In this example, requests from the Let's Encrypt servers are redirected to a single Frontend-Webserver which serves your domain.
The server will catch all requests to mysite.com/.well-known/acme-challenge/*
and redirects them to /var/www/acme-challenges
.
This special folder is remote-accessible via SSH: domain validation tokens can be pushed by a trusted remote host!
The big benefit of such a solution is, that you need only one (virtual) host which is responsible for your Certificate Management and deployment. It's especially required when using a bunch of webservers - such situation is no suitable to handle with the official Let's Encrypt client!
Internet
+
|
|
v
+------------+ +------------------------------------------+
|Firewall | |Frontend-Webserver (serves mysite.com) |
|IDPS +------> |Requests to /.well-known/acme-challenge/* |
|LoadBalancer| |are redirected to /var/www/acme/ |
+------------+ +------------------------------------------+
^
|
| Secure SSH Connection
| to upload the challenge
|
+----------------+-------------------------+
|Cert Management Host (with acme-tiny.py) |
| - manage keys, csr, certs |
| - requests Let's Encrypt Cert |
| - Upload the Challenge |
+------------------------------------------+
You must have a public key registered with Let's Encrypt and sign your requests with the corresponding private key. To accomplish this you need to initially create a key, that can be used by acme-tiny, to register a account for you and sign all following requests.
# create a new 4096bit RSA Keypair
openssl genrsa -out .letsencrypt/account.pem 4096
I assume that you are familar with this procedure. The tool requires the CSR to be in DER format.
Example: Convert PEM to DER
openssl req -in mysite_com.csr -outform DER -out mysite_com.der
If you plan to run the tool on a dedicated management host, you have to prepare your webserver to catch the validation requests.

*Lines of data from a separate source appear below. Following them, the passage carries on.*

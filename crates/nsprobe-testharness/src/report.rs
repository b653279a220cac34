//! ---
//! nsp_section: "06-test-harness"
//! nsp_subsection: "module"
//! nsp_type: "source"
//! nsp_scope: "code"
//! nsp_description: "Probe scenarios, setup and reporting."
//! nsp_version: "v0.1.0"
//! nsp_owner: "tbd"
//! ---
use std::fmt;
use std::time::Duration;

use chrono::{DateTime, Utc};
use nsprobe_common::time::{duration_to_micros, millis_f64};
use nsprobe_exec::ExecutionContext;
use serde::{Deserialize, Serialize};
use strum::Display;

use crate::error::{AssertionFailures, HarnessError};
use crate::probe::ProbeCounts;
use crate::scenario::ScenarioOutcome;

#[derive(Debug, Clone, Copy, PartialEq, Eq, Serialize, Deserialize, Display)]
#[serde(rename_all = "lowercase")]
#[strum(serialize_all = "UPPERCASE")]
pub enum Verdict {
    /// Every expectation held.
    Pass,
    /// The probe ran but observed unexpected counts.
    Fail,
    /// The probe could not be observed (dispatch, interruption, timeout).
    Error,
}

#[derive(Debug, Clone, PartialEq, Eq, Serialize, Deserialize)]
pub struct ScenarioRecord {
    pub context: ExecutionContext,
    pub verdict: Verdict,
    #[serde(default, skip_serializing_if = "Option::is_none")]
    pub counts: Option<ProbeCounts>,
    #[serde(default, skip_serializing_if = "AssertionFailures::is_empty")]
    pub failures: AssertionFailures,
    #[serde(default, skip_serializing_if = "Option::is_none")]
    pub message: Option<String>,
    pub elapsed_us: u64,
}

impl ScenarioRecord {
    pub fn passed(outcome: &ScenarioOutcome) -> Self {
        Self {
            context: outcome.context,
            verdict: Verdict::Pass,
            counts: Some(outcome.counts),
            failures: AssertionFailures::default(),
            message: None,
            elapsed_us: duration_to_micros(outcome.elapsed),
        }
    }

    pub fn from_error(context: ExecutionContext, err: &HarnessError, elapsed: Duration) -> Self {
        let (verdict, failures) = match err {
            HarnessError::AssertionFailed { failures, .. } => (Verdict::Fail, failures.clone()),
            _ => (Verdict::Error, AssertionFailures::default()),
        };
        Self {
            context,
            verdict,
            counts: None,
            failures,
            message: Some(err.to_string()),
            elapsed_us: duration_to_micros(elapsed),
        }
    }

    pub fn is_pass(&self) -> bool {
        self.verdict == Verdict::Pass
    }
}

/// Aggregate of every scenario in a run.
#[derive(Debug, Clone, PartialEq, Serialize, Deserialize)]
pub struct HarnessReport {
    pub run_id: String,
    pub started_at: DateTime<Utc>,
    pub scenarios: Vec<ScenarioRecord>,
}

impl HarnessReport {
    pub fn new(run_id: impl Into<String>) -> Self {
        Self {
            run_id: run_id.into(),
            started_at: Utc::now(),
            scenarios: Vec::new(),
        }
    }

    pub fn push(&mut self, record: ScenarioRecord) {
        self.scenarios.push(record);
    }

    /// `true` when every scenario passed. An empty report is not a success.
    pub fn is_success(&self) -> bool {
        !self.scenarios.is_empty() && self.scenarios.iter().all(ScenarioRecord::is_pass)
    }

    pub fn failed(&self) -> impl Iterator<Item = &ScenarioRecord> {
        self.scenarios.iter().filter(|record| !record.is_pass())
    }

    pub fn record(&self, context: ExecutionContext) -> Option<&ScenarioRecord> {
        self.scenarios
            .iter()
            .find(|record| record.context == context)
    }

    pub fn to_json(&self) -> serde_json::Result<String> {
        serde_json::to_string_pretty(self)
    }
}

impl fmt::Display for HarnessReport {
    fn fmt(&self, f: &mut fmt::Formatter<'_>) -> fmt::Result {
        writeln!(f, "run {} started {}", self.run_id, self.started_at.to_rfc3339())?;
        for record in &self.scenarios {
            let elapsed = millis_f64(Duration::from_micros(record.elapsed_us));
            match (&record.counts, &record.message) {
                (Some(counts), _) => writeln!(
                    f,
                    "{:<5} {:<15} plain={} namespaced={} ({elapsed:.2} ms)",
                    record.verdict, record.context, counts.plain, counts.namespaced
                )?,
                (None, Some(message)) => writeln!(
                    f,
                    "{:<5} {:<15} {message} ({elapsed:.2} ms)",
                    record.verdict, record.context
                )?,
                (None, None) => writeln!(f, "{:<5} {}", record.verdict, record.context)?,
            }
        }
        let failed = self.failed().count();
        write!(
            f,
            "{} scenario(s), {} passed, {} not passed",
            self.scenarios.len(),
            self.scenarios.len() - failed,
            failed
        )
    }
}

#[cfg(test)]
mod tests {
    use super::*;
    use crate::error::AssertionFailure;

    fn failing_record() -> ScenarioRecord {
        let err = HarnessError::AssertionFailed {
            context: ExecutionContext::UnmanagedPool,
            failures: AssertionFailures(vec![AssertionFailure {
                label: "With Namespace".into(),
                expected: 1,
                actual: 0,
            }]),
        };
        ScenarioRecord::from_error(
            ExecutionContext::UnmanagedPool,
            &err,
            Duration::from_millis(2),
        )
    }

    #[test]
    fn empty_report_is_not_a_success() {
        assert!(!HarnessReport::new("run").is_success());
    }

    #[test]
    fn single_failure_fails_the_report() {
        let mut report = HarnessReport::new("run");
        report.push(ScenarioRecord::passed(&ScenarioOutcome {
            context: ExecutionContext::Immediate,
            counts: ProbeCounts::new(1, 1),
            elapsed: Duration::from_micros(40),
        }));
        assert!(report.is_success());
        report.push(failing_record());
        assert!(!report.is_success());
        assert_eq!(report.failed().count(), 1);
        assert_eq!(
            report
                .record(ExecutionContext::UnmanagedPool)
                .map(|record| record.verdict),
            Some(Verdict::Fail)
        );
    }

    #[test]
    fn summary_lists_every_scenario() {
        let mut report = HarnessReport::new("run");
        report.push(failing_record());
        let rendered = report.to_string();
        assert!(rendered.contains("FAIL  unmanaged-pool"));
        assert!(rendered.contains("With Namespace: expected 1 but found 0"));
        assert!(rendered.ends_with("1 scenario(s), 0 passed, 1 not passed"));
    }

    #[test]
    fn json_uses_context_names() {
        let mut report = HarnessReport::new("run");
        report.push(failing_record());
        let json: serde_json::Value =
            serde_json::from_str(&report.to_json().expect("json")).expect("valid json");
        assert_eq!(json["scenarios"][0]["context"], "unmanaged-pool");
        assert_eq!(json["scenarios"][0]["verdict"], "fail");
        assert_eq!(json["scenarios"][0]["failures"][0]["actual"], 0);
    }
}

The SimpleHTTP validation of the ACME protocol is using the static path yourdomain.com/.well-known/acme-challenge/*
to catch single files including a token.
It is recommended to redirect this path to a central location on your webserver, e.g. /var/www/acme-challenges
With lighttpd, you can use mod_alias to redirect the request:
alias.url += ( "/.well-known/acme-challenge" => "/var/www/acme-challenge/" )
server{
location '/.well-known/acme-challenge' {
default_type "text/plain";
root /var/www/acme-challenge;
}
}
Assumption: Your Webserver catches all http-challenges on the requested domains /.well-known/acme-challenge/*
path and redirects them to /var/www/acme-challenges
Request the Certificate
python acme_remote_client.py \
--account-key ./.letsencrypt/account.pem \
--csr ./requests/mysite_com.der \
--acme-dir /var/www/acme-challenges \
--out ./certs/mysite_com.cert
Assumptions:
- Your Remote Frontend Webserver catches all http-challenges
/.well-known/acme-challenge/*
and redirects them to/var/www/acme-challenges
- You've created an SSH account (key based auth) which have write access to remote-machines directory
/var/www/acme-challenges
Token Upload Script Example
#!/usr/bin/env bash
# Upload ACME Token Challenge to Validation Host
token_upload(){
scp -q \
-i your_server_ssh_key.pem \
.challenges/$1 \
tokenuser@yourserver:/var/www/acme-challenges/$1
}
# Command Dispatching - the first argument will always be "token"
case "$1" in
token)
token_upload $2
;;
*)
echo "Usage: $0 {token} [filename..]"
esac
Request the Certificate
python acme_remote_client.py \
--account-key ./.letsencrypt/account.pem \
--csr ./requests/mysite_com.der \
--acme-dir ./.challenges \
--out ./certs/mysite_com.cert \
--token-upload ./token-upload.sh
Finally you have to install the certificate manually on your Webserver.
acme-remote-client is OpenSource and licensed under the Terms of The MIT License (X11). You're welcome to contribute!
The original acme-tiny is created by Daniel Roesler - Many thanks!